Register a SA Forums Account here!
JOINING THE SA FORUMS WILL REMOVE THIS BIG AD, THE ANNOYING UNDERLINED ADS, AND STUPID INTERSTITIAL ADS!!!

You can: log in, read the tech support FAQ, or request your lost password. This dumb message (and those ads) will appear on every screen until you register! Get rid of this crap by registering your own SA Forums Account and joining roughly 150,000 Goons, for the one-time price of $9.95! We charge money because it costs us money per month for bills, and since we don't believe in showing ads to our users, we try to make the money back through forum registrations.
 
  • Post
  • Reply
rio
Mar 20, 2008

I was hoping to get some help with a prompt issue. I keep coming back to this every few days but SD never seems to do what I am looking for despite the varied prompts I try.

I was trying to get an image of a girl in silhouette standing in front of a ruined city, but zoomed out so the girl doesn’t appear very large in the frame.

1) if I only type “silhouette” or “girl silhouette” then it works fine. However if I direct any specifics like “wearing long boots” or “with robot arms” it will not show the subject in silhouette. Is there any way to make the person totally dark (an actual silhouette)while still directing specifics about what they are wearing and things like that?

2) I can’t get the camera as zoomed out as I’d like. I tried a lot of different prompts for this but the person is always too big, the smallest seeming to be full body composition but height at about half of the height of the image. I’ve also tried adding “closeup” and things like that in the negative prompt. When I add wide angle instructions like “24mm lens” it will give a more panoramic view of the background but make the subject look like and actual giant who is too big for the scene. At least I think that is what causes it - as I add more prompts it is often making the girl not just too big in frame but also physically too large.

I feel like this one has a straightforward solution but trying a lot of different prompts I can’t seem to find it, nor through searching online.

Adbot
ADBOT LOVES YOU

Megazver
Jan 13, 2006

rio posted:

I was hoping to get some help with a prompt issue. I keep coming back to this every few days but SD never seems to do what I am looking for despite the varied prompts I try.

I was trying to get an image of a girl in silhouette standing in front of a ruined city, but zoomed out so the girl doesn’t appear very large in the frame.

1) if I only type “silhouette” or “girl silhouette” then it works fine. However if I direct any specifics like “wearing long boots” or “with robot arms” it will not show the subject in silhouette. Is there any way to make the person totally dark (an actual silhouette)while still directing specifics about what they are wearing and things like that?

Some things are easier to just learn to do in photoshop than ask the AI to do and this is probably one of them.

quote:

2) I can’t get the camera as zoomed out as I’d like.
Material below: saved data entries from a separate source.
//! Connection lifecycle: admission, serving, cleanup.
//!
//! A connection moves through CONNECTING (admission checks), REGISTERED
//! (in the registry, welcome frame sent), OPEN (frames flowing, liveness
//! supervised) and CLOSING (deregistered, presence grace running). The
//! admission pipeline is strict in order: authenticate, then rate-limit,
//! then authorize; each failure maps to its own close code so clients
//! can tell "log in again" from "back off" from "you don't belong here".

use std::sync::Arc;
use std::time::Duration;

use axum::extract::ws::{CloseFrame, Message, WebSocket};
use chrono::Utc;
use futures::{Sink, SinkExt, Stream, StreamExt};
use metrics::counter;
use tokio::sync::{mpsc, watch};

use crate::config::GatewayConfig;
use crate::domain::{
    ChannelId, ChatFrame, ErrorFrame, MeetingFrame, MeetingId, RoomKey, ServerFrame,
};
use crate::gateway::close_codes;
use crate::gateway::heartbeat::HeartbeatSupervisor;
use crate::gateway::rate_limit::ConnectionRateLimiter;
use crate::gateway::registry::{ConnectionHandle, ConnectionKey, ConnectionRegistry, OutboundFrame};
use crate::gateway::router::MessageRouter;
use crate::observability::metrics as m;
use crate::ports::{
    AuthClaims, AuthzError, ChatStore, MeetingStore, Notifier, PresenceStore, RoomAuthorizer,
    RoomEventPublisher, TokenError, TokenVerifier,
};

/// The external collaborators every session needs, behind their ports.
#[derive(Clone)]
pub struct Collaborators {
    pub token_verifier: Arc<dyn TokenVerifier>,
    pub authorizer: Arc<dyn RoomAuthorizer>,
    pub chat_store: Arc<dyn ChatStore>,
    pub meeting_store: Arc<dyn MeetingStore>,
    pub notifier: Arc<dyn Notifier>,
    pub presence: Arc<dyn PresenceStore>,
    pub bus: Arc<dyn RoomEventPublisher>,
}

/// Which room a connection is asking for.
#[derive(Debug, Clone, Copy, PartialEq, Eq)]
pub enum RoomTarget {
    Chat(ChannelId),
    Meeting(MeetingId),
}

impl RoomTarget {
    pub fn room_key(self) -> RoomKey {
        match self {
            RoomTarget::Chat(channel_id) => RoomKey::chat(channel_id),
            RoomTarget::Meeting(meeting_id) => RoomKey::meeting(meeting_id),
        }
    }
}

/// Owns the shared gateway machinery and runs each connection's session.
pub struct SessionManager {
    registry: Arc<ConnectionRegistry>,
    rate_limiter: Arc<ConnectionRateLimiter>,
    router: Arc<MessageRouter>,
    collaborators: Collaborators,
    config: GatewayConfig,
    instance_id: String,
}

impl SessionManager {
    pub fn new(
        collaborators: Collaborators,
        config: GatewayConfig,
        instance_id: impl Into<String>,
    ) -> Self {
        let instance_id = instance_id.into();
        let registry = Arc::new(ConnectionRegistry::new());
        let rate_limiter = Arc::new(ConnectionRateLimiter::new(
            config.rate_limit_max_attempts,
            config.rate_limit_window(),
        ));
        let router = Arc::new(MessageRouter::new(
            Arc::clone(&registry),
            Arc::clone(&collaborators.bus),
            Arc::clone(&collaborators.presence),
            Arc::clone(&collaborators.chat_store),
            Arc::clone(&collaborators.meeting_store),
            Arc::clone(&collaborators.notifier),
            instance_id.clone(),
        ));
        Self {
            registry,
            rate_limiter,
            router,
            collaborators,
            config,
            instance_id,
        }
    }

    pub fn registry(&self) -> &Arc<ConnectionRegistry> {
        &self.registry
    }

    pub fn rate_limiter(&self) -> &Arc<ConnectionRateLimiter> {
        &self.rate_limiter
    }

    pub fn instance_id(&self) -> &str {
        &self.instance_id
    }

    pub fn config(&self) -> &GatewayConfig {
        &self.config
    }

    pub fn bus_healthy(&self) -> bool {
        self.collaborators.bus.is_healthy()
    }

    /// Runs the admission pipeline, returning the close code to reject
    /// with on failure. Order is fixed: authenticate, rate-limit,
    /// authorize, so an unauthenticated flood never consumes rate budget
    /// under a forged identity and a rate-limited user never triggers an
    /// authorization query.
    pub async fn admit(&self, target: RoomTarget, token: Option<&str>) -> Result<AuthClaims, u16> {
        let Some(token) = token else {
            return Err(close_codes::AUTH_FAILED);
        };

        let claims = match self.collaborators.token_verifier.verify(token).await {
            Ok(claims) => claims,
            Err(TokenError::Unavailable(e)) => {
                tracing::error!(error = %e, "auth collaborator unavailable");
                return Err(close_codes::INTERNAL_ERROR);
            }
            Err(e) => {
                tracing::info!(error = %e, "token rejected");
                return Err(close_codes::AUTH_FAILED);
            }
        };

        if !self.rate_limiter.allow(claims.user_id).await {
            tracing::info!(user_id = %claims.user_id, "connection attempt rate limited");
            return Err(close_codes::RATE_LIMITED);
        }

        let authorized = match target {
            RoomTarget::Chat(channel_id) => {
                self.collaborators
                    .authorizer
                    .is_channel_member(claims.user_id, channel_id)
                    .await
            }
            RoomTarget::Meeting(meeting_id) => {
                self.collaborators
                    .authorizer
                    .is_meeting_participant(claims.user_id, meeting_id)
                    .await
            }
        };
        match authorized {
            Ok(true) => Ok(claims),
            Ok(false) => {
                tracing::info!(user_id = %claims.user_id, room = %target.room_key(), "not a room member");
                Err(close_codes::UNAUTHORIZED_ROOM)
            }
            Err(AuthzError::Unavailable(e)) => {
                tracing::error!(error = %e, "authorization collaborator unavailable");
                Err(close_codes::INTERNAL_ERROR)
            }
        }
    }

    /// Serves one admitted connection until it closes.
    pub async fn serve(self: Arc<Self>, socket: WebSocket, target: RoomTarget, claims: AuthClaims) {
        let room = target.room_key();
        let key = ConnectionKey::new(room, claims.user_id);
        let (handle, rx) = ConnectionHandle::new(self.config.outbound_queue_capacity);
        let connection_id = handle.connection_id();

        if let Some(prior) = self.registry.register(key, handle.clone()).await {
            tracing::info!(
                room = %room,
                user_id = %claims.user_id,
                "superseding prior connection"
            );
            prior.close(close_codes::SUPERSEDED, "superseded by newer connection");
        }
        counter!(m::CONNECTIONS_OPENED, "room_type" => room.room_type.as_str()).increment(1);
        tracing::info!(room = %room, user_id = %claims.user_id, %connection_id, "connection open");

        if let Err(e) = self
            .collaborators
            .presence
            .mark_online(claims.company_id, claims.user_id, self.config.presence_ttl())
            .await
        {
            tracing::warn!(user_id = %claims.user_id, error = %e, "presence mark_online failed");
        }

        let welcome = ServerFrame::Connected {
            connection_id: connection_id.to_string(),
            room: room.to_string(),
            timestamp: Utc::now().to_rfc3339(),
        };
        if handle.send(OutboundFrame::Text(welcome.to_json())).is_err() {
            tracing::warn!(%connection_id, "welcome frame not queued");
        }

        // The writer flips this when it exits (close frame sent or sink
        // gone), which wakes the read loop even against a silent peer
        // that will never send its own close.
        let (closed_tx, closed_rx) = watch::channel(false);
        let (sink, stream) = socket.split();
        let writer = tokio::spawn(write_outbound(sink, rx, closed_tx));
        let heartbeat = tokio::spawn(
            HeartbeatSupervisor::new(
                Arc::clone(&self.registry),
                Arc::clone(&self.collaborators.presence),
                key,
                claims.company_id,
                handle.clone(),
                self.config.heartbeat_interval(),
                self.config.heartbeat_timeout(),
                self.config.presence_ttl(),
            )
            .run(),
        );

        self.read_loop(stream, key, claims, target, &handle, closed_rx)
            .await;

        heartbeat.abort();
        let was_live = self.registry.deregister(&key, connection_id).await;
        // Dropping the last sender ends the writer task.
        drop(handle);
        let _ = writer.await;

        tracing::info!(room = %room, user_id = %claims.user_id, %connection_id, "connection closed");

        if was_live {
            self.router.announce_departure(room, claims.user_id).await;
            self.spawn_offline_grace(claims);
        }
    }

    /// Reads frames until the socket closes, errors, or the writer
    /// signals that a close frame went out. Every inbound frame counts
    /// as liveness; dispatch is strictly in arrival order.
    ///
    /// The `closed` signal is what makes forced closes (heartbeat
    /// timeout, supersession, sweep) deterministic: a dead peer never
    /// answers with its own close frame, so waiting on the stream alone
    /// would park this task forever.
    async fn read_loop<S>(
        &self,
        mut stream: S,
        key: ConnectionKey,
        claims: AuthClaims,
        target: RoomTarget,
        handle: &ConnectionHandle,
        mut closed: watch::Receiver<bool>,
    ) where
        S: Stream<Item = Result<Message, axum::Error>> + Unpin,
    {
        loop {
            let message = tokio::select! {
                next = stream.next() => match next {
                    Some(message) => message,
                    None => break,
                },
                // Also ends if the writer dropped the sender entirely.
                _ = closed.changed() => break,
            };
            let message = match message {
                Ok(message) => message,
                Err(e) => {
                    tracing::debug!(user_id = %claims.user_id, error = %e, "socket read error");
                    break;
                }
            };

            self.registry.touch(&key).await;

            match message {
                Message::Text(text) => {
                    self.dispatch(target, claims, &text, handle).await;
                }
                Message::Pong(_) | Message::Ping(_) => {
                    // Transport-level liveness; touch above covers it.
                }
                Message::Close(_) => break,
                Message::Binary(_) => {
                    send_error(handle, "UNSUPPORTED_FRAME", "binary frames are not supported");
                }
            }
        }
    }

    async fn dispatch(
        &self,
        target: RoomTarget,
        claims: AuthClaims,
        text: &str,
        handle: &ConnectionHandle,
    ) {
        match target {
            RoomTarget::Chat(channel_id) => match serde_json::from_str::<ChatFrame>(text) {
                Ok(frame) => self.router.handle_chat(channel_id, claims, frame).await,
                Err(e) => {
                    tracing::debug!(user_id = %claims.user_id, error = %e, "malformed chat frame");
                    send_error(handle, "MALFORMED_FRAME", "frame could not be parsed");
                }
            },
            RoomTarget::Meeting(meeting_id) => match serde_json::from_str::<MeetingFrame>(text) {
                Ok(frame) => self.router.handle_meeting(meeting_id, claims, frame).await,
                Err(e) => {
                    tracing::debug!(user_id = %claims.user_id, error = %e, "malformed meeting frame");
                    send_error(handle, "MALFORMED_FRAME", "frame could not be parsed");
                }
            },
        }
    }

    /// Marks the user offline after the grace period, unless they
    /// reconnected anywhere in the meantime.
    fn spawn_offline_grace(&self, claims: AuthClaims) {
        tokio::spawn(mark_offline_after_grace(
            Arc::clone(&self.registry),
            Arc::clone(&self.collaborators.presence),
            claims,
            self.config.offline_grace(),
        ));
    }
}

/// Waits out the grace period, then marks the user offline if they hold
/// no live connection anywhere. A reconnect inside the grace wins.
async fn mark_offline_after_grace(
    registry: Arc<ConnectionRegistry>,
    presence: Arc<dyn PresenceStore>,
    claims: AuthClaims,
    grace: Duration,
) {
    tokio::time::sleep(grace).await;
    if registry.is_user_connected(claims.user_id).await {
        return;
    }
    if let Err(e) = presence.mark_offline(claims.company_id, claims.user_id).await {
        tracing::warn!(user_id = %claims.user_id, error = %e, "presence mark_offline failed");
    }
}

fn send_error(handle: &ConnectionHandle, code: &str, message: &str) {
    let frame = ServerFrame::Error(ErrorFrame {
        code: code.to_string(),
        message: message.to_string(),
    });
    let _ = handle.send(OutboundFrame::Text(frame.to_json()));
}

/// Drains the outbound queue onto the socket. A `Close` frame ends the
/// task after the close is sent. On every exit path the `closed` signal
/// is flipped so the connection's read loop stops waiting on the peer.
async fn write_outbound<S>(
    mut sink: S,
    mut rx: mpsc::Receiver<OutboundFrame>,
    closed: watch::Sender<bool>,
) where
    S: Sink<Message> + Unpin,
{
    while let Some(frame) = rx.recv().await {
        let result = match frame {
            OutboundFrame::Text(json) => sink.send(Message::Text(json)).await,
            OutboundFrame::Ping => {
                sink.send(Message::Text(ServerFrame::Ping.to_json())).await
            }
            OutboundFrame::Close { code, reason } => {
                let _ = sink
                    .send(Message::Close(Some(CloseFrame {
                        code,
                        reason: reason.into(),
                    })))
                    .await;
                break;
            }
        };
        if result.is_err() {
            break;
        }
    }
    let _ = closed.send(true);
}

/// Rejects an upgraded socket with an application close code.
pub async fn reject(socket: WebSocket, code: u16, reason: &'static str) {
    let mut socket = socket;
    let _ = socket
        .send(Message::Close(Some(CloseFrame {
            code,
            reason: reason.into(),
        })))
        .await;
}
I tried a lot of different prompts for this but the person is always too big, the smallest seeming to be full body composition but height at about half of the height of the image. I’ve also tried adding “closeup” and things like that in the negative prompt. When I add wide angle instructions like “24mm lens” it will give a more panoramic view of the background but make the subject look like and actual giant who is too big for the scene. At least I think that is what causes it - as I add more prompts it is often making the girl not just too big in frame but also physically too large.

You should either do outpainting in SD or use the new-fangled Zoom function in Midjourney. I must admit I am not up-to-date on how to do it in SD, but now that you know the term, you should be able to find it. As for MJ, I tried to generate something basic as an experiment to show you:

"a concept art painting for a postapocalyptic videogame, a silhouette of a girl survivor seen from her back, standing in front of a ruined city --ar 3:2"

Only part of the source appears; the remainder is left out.